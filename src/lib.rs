// TruthLens: news credibility classification.
//
// This is the library root. Each module corresponds to one stage of the
// pipeline: text preparation, the classifier itself, the training corpus,
// and the surfaces (terminal, HTTP) that present its verdicts.

pub mod classifier;
pub mod config;
pub mod corpus;
pub mod error;
pub mod output;
pub mod text;

#[cfg(feature = "web")]
pub mod web;

pub use error::{ClassifierError, Result};
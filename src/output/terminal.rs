// Colored terminal output for verdicts, training runs and model summaries.
//
// This module handles all terminal-specific formatting. The main.rs command
// handlers delegate here and never print model internals themselves.

use chrono::{DateTime, Utc};
use colored::Colorize;

use crate::classifier::metrics::Evaluation;
use crate::classifier::{FittedModel, Prediction, TrainingReport};

/// Width of the probability bars, in cells.
const BAR_WIDTH: usize = 30;

/// Display one document's prediction: both class probabilities and the verdict.
pub fn display_prediction(prediction: &Prediction, excerpt: &str) {
    println!("\n{}", "=== Verdict ===".bold());
    if !excerpt.is_empty() {
        println!("  {}", format!("\"{}\"", super::truncate_chars(excerpt, 100)).dimmed());
    }
    println!();

    for (i, (label, p)) in prediction
        .classes
        .iter()
        .zip(prediction.probabilities)
        .enumerate()
    {
        println!(
            "  {:<10} {:>6.1}%  {}",
            colorize_label(label, i),
            p * 100.0,
            bar(p)
        );
    }

    let verdict = &prediction.verdict;
    println!(
        "\n  Verdict: {} ({:.1}% confidence)",
        colorize_label(&verdict.label, verdict.class_index).bold(),
        verdict.confidence
    );
}

/// Display what a training run produced.
pub fn display_training_report(report: &TrainingReport, classes: &[String; 2]) {
    println!("\n{}", "=== Training ===".bold());
    println!("  Documents:  {}", report.documents);
    println!(
        "  Classes:    {} ({}), {} ({})",
        colorize_label(&classes[0], 0),
        report.class_counts[0],
        colorize_label(&classes[1], 1),
        report.class_counts[1]
    );
    println!("  Vocabulary: {} terms", report.vocabulary);

    let status = if report.optimizer.converged {
        "converged".green()
    } else {
        "stopped at max_iter".yellow()
    };
    println!(
        "  Optimizer:  {} after {} iterations (objective {:.6})",
        status, report.optimizer.iterations, report.optimizer.final_objective
    );
}

/// Display holdout metrics and the confusion matrix.
pub fn display_evaluation(eval: &Evaluation) {
    println!(
        "\n{}",
        format!("=== Holdout Evaluation ({} documents) ===", eval.total()).bold()
    );
    println!("  Accuracy: {:.1}%", eval.accuracy * 100.0);
    println!("  Log loss: {:.4}", eval.log_loss);
    println!();

    println!(
        "  {:<10} {:>9}  {:>6}  {:>6}  {:>7}",
        "Class".dimmed(),
        "Precision".dimmed(),
        "Recall".dimmed(),
        "F1".dimmed(),
        "Support".dimmed(),
    );
    println!("  {}", "-".repeat(46).dimmed());
    for (i, m) in eval.per_class.iter().enumerate() {
        println!(
            "  {:<10} {:>9.3}  {:>6.3}  {:>6.3}  {:>7}",
            colorize_label(&m.label, i),
            m.precision,
            m.recall,
            m.f1,
            m.support
        );
    }

    println!("\n  Confusion (rows = actual, columns = predicted):");
    println!("  {:<10} {:>8} {:>8}", "", eval.classes[0], eval.classes[1]);
    for (i, row) in eval.confusion.iter().enumerate() {
        println!("  {:<10} {:>8} {:>8}", eval.classes[i], row[0], row[1]);
    }
}

/// Display artifact metadata and the most influential terms per class.
pub fn display_model_summary(model: &FittedModel, trained_at: Option<DateTime<Utc>>, top: usize) {
    let classes = model.classes();
    let vectorizer = model.vectorizer();

    println!("\n{}", "=== Model ===".bold());
    println!(
        "  Classes:    [0] {}  [1] {}",
        colorize_label(&classes[0], 0),
        colorize_label(&classes[1], 1)
    );
    println!("  Vocabulary: {} terms", vectorizer.vocabulary_size());
    println!(
        "  Analyzer:   {} stop words, stemming {}",
        vectorizer.analyzer().stop_words().len(),
        if vectorizer.analyzer().stems() { "on" } else { "off" }
    );
    println!("  Intercept:  {:+.4}", model.classifier().intercept());
    if let Some(at) = trained_at {
        println!("  Trained:    {}", at.format("%Y-%m-%d %H:%M:%S UTC"));
    }

    let [toward0, toward1] = model.top_terms(top);
    for (i, terms) in [toward0, toward1].iter().enumerate() {
        println!(
            "\n  Terms pointing to {}:",
            colorize_label(&classes[i], i).bold()
        );
        if terms.is_empty() {
            println!("    {}", "(none)".dimmed());
        }
        for (term, weight) in terms {
            println!("    {:<24} {:+.4}", term, weight);
        }
    }
}

fn bar(p: f64) -> String {
    let filled = ((p.clamp(0.0, 1.0) * BAR_WIDTH as f64).round() as usize).min(BAR_WIDTH);
    format!("{}{}", "█".repeat(filled), "░".repeat(BAR_WIDTH - filled).dimmed())
}

/// Colorize a class label. Well-known credibility labels get fixed colors;
/// anything else is colored by its position in the class order.
fn colorize_label(label: &str, class_index: usize) -> colored::ColoredString {
    match label.to_ascii_uppercase().as_str() {
        "REAL" | "TRUE" => label.green(),
        "FAKE" | "FALSE" => label.red(),
        _ if class_index == 0 => label.yellow(),
        _ => label.cyan(),
    }
}
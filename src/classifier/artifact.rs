// Model artifact: the single blob a fitted model is persisted as.
//
// Layout is a compact JSON envelope around the model payload:
//
//   {"format":"truthlens-model","version":1,"trained_at":"...",
//    "checksum":"<sha256 hex of payload>","model":{...}}
//
// The payload is kept as raw JSON on both sides so the checksum covers the
// exact bytes written. Floats are written and parsed round-trip exact.

use std::fs;
use std::path::{Path, PathBuf};

use chrono::{DateTime, Utc};
use serde::{Deserialize, Serialize};
use serde_json::value::RawValue;
use sha2::{Digest, Sha256};
use tracing::info;

use super::model::FittedModel;
use crate::error::{ClassifierError, Result};

pub const FORMAT_TAG: &str = "truthlens-model";
pub const FORMAT_VERSION: u32 = 1;

/// Default artifact file name inside a model directory.
pub const MODEL_FILE: &str = "model.json";

#[derive(Serialize)]
struct EnvelopeOut<'a> {
    format: &'a str,
    version: u32,
    trained_at: DateTime<Utc>,
    checksum: String,
    model: &'a RawValue,
}

#[derive(Deserialize)]
struct EnvelopeIn<'a> {
    format: String,
    version: u32,
    trained_at: DateTime<Utc>,
    checksum: String,
    #[serde(borrow)]
    model: &'a RawValue,
}

/// A model together with the metadata stored beside it.
#[derive(Debug, Clone, PartialEq)]
pub struct LoadedModel {
    pub model: FittedModel,
    pub trained_at: DateTime<Utc>,
}

fn checksum(payload: &str) -> String {
    hex::encode(Sha256::digest(payload.as_bytes()))
}

/// Serialize `model` into artifact bytes, stamped with the current time.
pub fn save(model: &FittedModel) -> Result<Vec<u8>> {
    save_with_timestamp(model, Utc::now())
}

pub fn save_with_timestamp(model: &FittedModel, trained_at: DateTime<Utc>) -> Result<Vec<u8>> {
    let payload = serde_json::to_string(model)
        .map_err(|e| ClassifierError::serialization(format!("cannot encode model: {e}")))?;
    let raw = RawValue::from_string(payload)
        .map_err(|e| ClassifierError::serialization(format!("cannot encode model: {e}")))?;

    let envelope = EnvelopeOut {
        format: FORMAT_TAG,
        version: FORMAT_VERSION,
        trained_at,
        checksum: checksum(raw.get()),
        model: &raw,
    };
    serde_json::to_vec(&envelope)
        .map_err(|e| ClassifierError::serialization(format!("cannot encode artifact: {e}")))
}

/// Parse artifact bytes back into a model.
pub fn load(bytes: &[u8]) -> Result<FittedModel> {
    load_with_metadata(bytes).map(|loaded| loaded.model)
}

pub fn load_with_metadata(bytes: &[u8]) -> Result<LoadedModel> {
    let envelope: EnvelopeIn<'_> = serde_json::from_slice(bytes)
        .map_err(|e| ClassifierError::serialization(format!("not a model artifact: {e}")))?;

    if envelope.format != FORMAT_TAG {
        return Err(ClassifierError::serialization(format!(
            "unexpected format tag {:?}",
            envelope.format
        )));
    }
    if envelope.version != FORMAT_VERSION {
        return Err(ClassifierError::serialization(format!(
            "unsupported artifact version {} (this build reads version {FORMAT_VERSION})",
            envelope.version
        )));
    }

    let payload = envelope.model.get();
    if checksum(payload) != envelope.checksum.to_ascii_lowercase() {
        return Err(ClassifierError::serialization(
            "checksum mismatch; the artifact is corrupt or was edited",
        ));
    }

    let model: FittedModel = serde_json::from_str(payload)
        .map_err(|e| ClassifierError::serialization(format!("malformed model payload: {e}")))?;
    model.validate()?;

    Ok(LoadedModel {
        model,
        trained_at: envelope.trained_at,
    })
}

/// Write the artifact to `path`, creating parent directories as needed.
pub fn save_to_file(model: &FittedModel, path: &Path) -> Result<PathBuf> {
    let bytes = save(model)?;
    if let Some(parent) = path.parent().filter(|p| !p.as_os_str().is_empty()) {
        fs::create_dir_all(parent)?;
    }
    fs::write(path, &bytes)?;
    info!(path = %path.display(), bytes = bytes.len(), "Saved model artifact");
    Ok(path.to_path_buf())
}

pub fn load_from_file(path: &Path) -> Result<LoadedModel> {
    let bytes = fs::read(path)?;
    let loaded = load_with_metadata(&bytes)?;
    info!(
        path = %path.display(),
        vocabulary = loaded.model.vectorizer().vocabulary_size(),
        trained_at = %loaded.trained_at,
        "Loaded model artifact"
    );
    Ok(loaded)
}
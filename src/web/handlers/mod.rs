pub mod classify;
pub mod model;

□ □ □ □ □ □ □

Report all lines of the data above that include the string "Some".

    if let Some(at) = trained_at {
    if let Some(parent) = path.parent().filter(|p| !p.as_os_str().is_empty()) {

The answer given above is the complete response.